Events in the New York City community
The fall 2012 Harm Reduction Training Calendar is available here.
The Lesbian, Gay, Bisexual, and Transgender Community Center's schedule of events can be viewed here.
Events at The New School
Screening of XXY and post-screening discussion with Julia Honkasalo
Friday, December 14, 6:00 p.m.
2 West 13th Street, Bark Room, ground floor
Join us for our next installment of Coming Out In the Developing World's Fall First Friday Film Series. Following the screening, there will be a discussion led by Julia Honkasalo, PhD candidate in politics at The New School for Social Research. Pizza and refreshments will be provided.
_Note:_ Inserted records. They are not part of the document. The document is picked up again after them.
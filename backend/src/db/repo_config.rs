//! Repository configuration file support.
//!
//! This module provides utilities for reading repository configuration from
//! TOML configuration files.

use serde::{Deserialize, Serialize};
use std::fs;
use std::path::Path;
use std::str::FromStr;

use super::config::SqliteConfig;
use super::factory::RepositoryType;
use super::repository::RepositoryError;

/// Repository configuration from file.
#[derive(Debug, Clone, Serialize, Deserialize)]
pub struct RepositoryConfig {
    pub repository: RepositorySettings,
    #[serde(default)]
    pub sqlite: SqliteSettings,
}

/// Repository type settings.
#[derive(Debug, Clone, Serialize, Deserialize)]
pub struct RepositorySettings {
    #[serde(rename = "type")]
    pub repo_type: String,
}

/// SQLite connection settings.
#[derive(Debug, Clone, Serialize, Deserialize)]
pub struct SqliteSettings {
    #[serde(default)]
    pub database_url: String,
    #[serde(default = "default_max_connections")]
    pub max_connections: u32,
    #[serde(default = "default_connect_timeout")]
    pub connect_timeout: u64,
    #[serde(default = "default_read_only")]
    pub read_only: bool,
}

impl Default for SqliteSettings {
    fn default() -> Self {
        Self {
            database_url: String::new(),
            max_connections: default_max_connections(),
            connect_timeout: default_connect_timeout(),
            read_only: default_read_only(),
        }
    }
}

fn default_max_connections() -> u32 {
    8
}

fn default_connect_timeout() -> u64 {
    30
}

fn default_read_only() -> bool {
    true
}

impl RepositoryConfig {
    /// Load repository configuration from a TOML file.
    ///
    /// # Arguments
    /// * `path` - Path to the configuration file
    ///
    /// # Returns
    /// * `Ok(RepositoryConfig)` if successful
    /// * `Err(RepositoryError)` if file cannot be read or parsed
    pub fn from_file<P: AsRef<Path>>(path: P) -> Result<Self, RepositoryError> {
        let content = fs::read_to_string(path.as_ref()).map_err(|e| {
            RepositoryError::configuration(format!("Failed to read config file: {}", e))
        })?;

        Self::from_toml(&content)
    }

    /// Parse repository configuration from TOML text.
    pub fn from_toml(content: &str) -> Result<Self, RepositoryError> {
        toml::from_str(content).map_err(|e| {
            RepositoryError::configuration(format!("Failed to parse config file: {}", e))
        })
    }

    /// Get the repository type from configuration.
    pub fn repository_type(&self) -> Result<RepositoryType, String> {
        RepositoryType::from_str(&self.repository.repo_type)
    }

    /// Convert to SqliteConfig if this is a SQLite configuration.
    pub fn to_sqlite_config(&self) -> Result<Option<SqliteConfig>, RepositoryError> {
        let repo_type = self.repository_type().map_err(|e| {
            RepositoryError::configuration(format!("Invalid repository type: {}", e))
        })?;

        if repo_type != RepositoryType::Sqlite {
            return Ok(None);
        }

        if self.sqlite.database_url.trim().is_empty() {
            return Err(RepositoryError::configuration(
                "SQLite repository requires 'sqlite.database_url' setting",
            ));
        }

        Ok(Some(SqliteConfig {
            database_url: self.sqlite.database_url.clone(),
            max_pool_size: self.sqlite.max_connections,
            connection_timeout_sec: self.sqlite.connect_timeout,
            read_only: self.sqlite.read_only,
        }))
    }
}

#[cfg(test)]
mod tests {
    use super::*;

    #[test]
    fn test_parse_local_config() {
        let toml = r#"
[repository]
type = "local"
"#;

        let config = RepositoryConfig::from_toml(toml).unwrap();
        assert_eq!(config.repository.repo_type, "local");
        assert_eq!(config.repository_type().unwrap(), RepositoryType::Local);
        assert!(config.to_sqlite_config().unwrap().is_none());
    }

    #[test]
    fn test_parse_sqlite_config() {
        let toml = r#"
[repository]
type = "sqlite"

[sqlite]
database_url = "Resources/hawaii.sqlite"
max_connections = 4
connect_timeout = 5
read_only = false
"#;

        let config = RepositoryConfig::from_toml(toml).unwrap();
        assert_eq!(config.repository_type().unwrap(), RepositoryType::Sqlite);

        let sqlite = config.to_sqlite_config().unwrap().unwrap();
        assert_eq!(sqlite.database_url, "Resources/hawaii.sqlite");
        assert_eq!(sqlite.max_pool_size, 4);
        assert_eq!(sqlite.connection_timeout_sec, 5);
        assert!(!sqlite.read_only);
    }

    #[test]
    fn test_sqlite_settings_defaults() {
        let toml = r#"
[repository]
type = "sqlite"

[sqlite]
database_url = "hawaii.sqlite"
"#;

        let sqlite = RepositoryConfig::from_toml(toml)
            .unwrap()
            .to_sqlite_config()
            .unwrap()
            .unwrap();
        assert_eq!(sqlite.max_pool_size, 8);
        assert_eq!(sqlite.connection_timeout_sec, 30);
        assert!(sqlite.read_only);
    }

    #[test]
    fn test_sqlite_requires_database_url() {
        let toml = r#"
[repository]
type = "sqlite"
"#;

        let config = RepositoryConfig::from_toml(toml).unwrap();
        assert!(config.to_sqlite_config().is_err());
    }

    #[test]
    fn test_invalid_toml_is_configuration_error() {
        let err = RepositoryConfig::from_toml("[repository").unwrap_err();
        assert!(matches!(err, RepositoryError::ConfigurationError { .. }));
    }

    #[test]
    fn test_from_file_missing() {
        let err = RepositoryConfig::from_file("/nonexistent/repository.toml").unwrap_err();
        assert!(err.to_string().contains("Failed to read config file"));
    }
}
Lucia Puenzo's drama XXY probes the psychological aftereffects that adolescent transsexuality can yield. With a name easily applicable to either gender, young teenager Alex's (Ines Efron) hermaphroditic physiology causes a massive identity crisis and severe emotional withdrawal. The problems create social issues in the family's home of Argentina and virtually force Alex and his/her sympathetic parents Kraken (Ricardo Darín) and Suli (Valeria Bertuchelli) to move to nearby Uruguay just as Alex wrestles with the throes of puberty. The situation grows increasingly complex when several friends of the family arrive: married Erika (Carolina Pelereti) Ramiro (German Palacios), a plastic surgeon, and their adolescent son, Alvaro (Martin Piroyanski), who Alex instantly propositions for sex. As Alex battles local punks who try unsuccessfully to rape him/her (saved at the last minute by Kraken), Alvaro finally accepts Alex's promptings for intercourse and comes to a gradual realization of his own gayness. Meanwhile, the rift between adults and youth widens with increasing rapidity. (Description courtesy of Nathan Southern and Rovi at Fandango).
View the movie trailer here, and read a film review by the San Francisco Chronicle here.
Sponsored by Global Studies at The New School
Spring 2013 course
Homonormativity and The American Ideal
6605 PLVS 3003 A
Instructor: Tony Whitfield
Tuesdays, 12:10–2:50 p.m.
open to undergraduate junior and senior New School students only
Since the emergence of "homosexuality" and "transexuality" as identities in the late 19th century, queer culture has been presumed to develop in the margins of American life, ancillary to and shaped by heterosexual norms. Yet the vast majority of queer people in the last hundred years have lived (to at least some degree) in the closet, allowing them to exist in the mainstream while maintaining a distinctly non-normative identity. Thus, to quote bell hooks, allowing them "to bring the margin into the center."
As America transitioned into a consumer culture, many of these queer people found themselves working in the design fields: interior design, architecture, fashion design, illustration, and product design. How did their queerness, as an identity and a body of experience, shape their vision of the world, and how did they repackage this vision as the ideal of normality for mainstream America? Conversely, how did they also resist? What does it mean for Elsie de Wolfe to have so influenced the interior design of the American family home from inside her lesbian relationship with Elisabeth Marbury? If the "Arrow Collar man" defined masculinity in the early 1900s, what does it mean for illustrator J. C. Leyendecker to have based him on his lover, Charles Beach? Is it any wonder that Eileen Gray, lesbian architect and furniture designer, was at the forefront of the Modern Movement in architecture, looking to create dwellings that were live/work spaces for single people who lived outside the traditional family structure? Though mostly done in France, her work has been profoundly influential worldwide. How did queerness, as an identity and a body of experience, shape these practitioners' visions, and how did they repackage that vision as the ideal of normality for mainstream America?
Through the lenses of current queer theory, evolving queer history and mainstream design history from the late 19th century until the present, this course will engage students in the practice of mining not only the available literature but archives and collections ranging from The New School's Kellen archives to the libraries at the Cooper Hewitt and Bard's Design Center to collections of the Museum of Sex, Leslie Lohman Museum of Lesbian and Gay Art, and the New York Public Library to piece together little explored manifestations of queer history and culture.
It is anticipated that research resulting from this class will contribute to an exhibition proposal that will be submitted for consideration as an exhibition in the Kellen Gallery in the fall of 2014.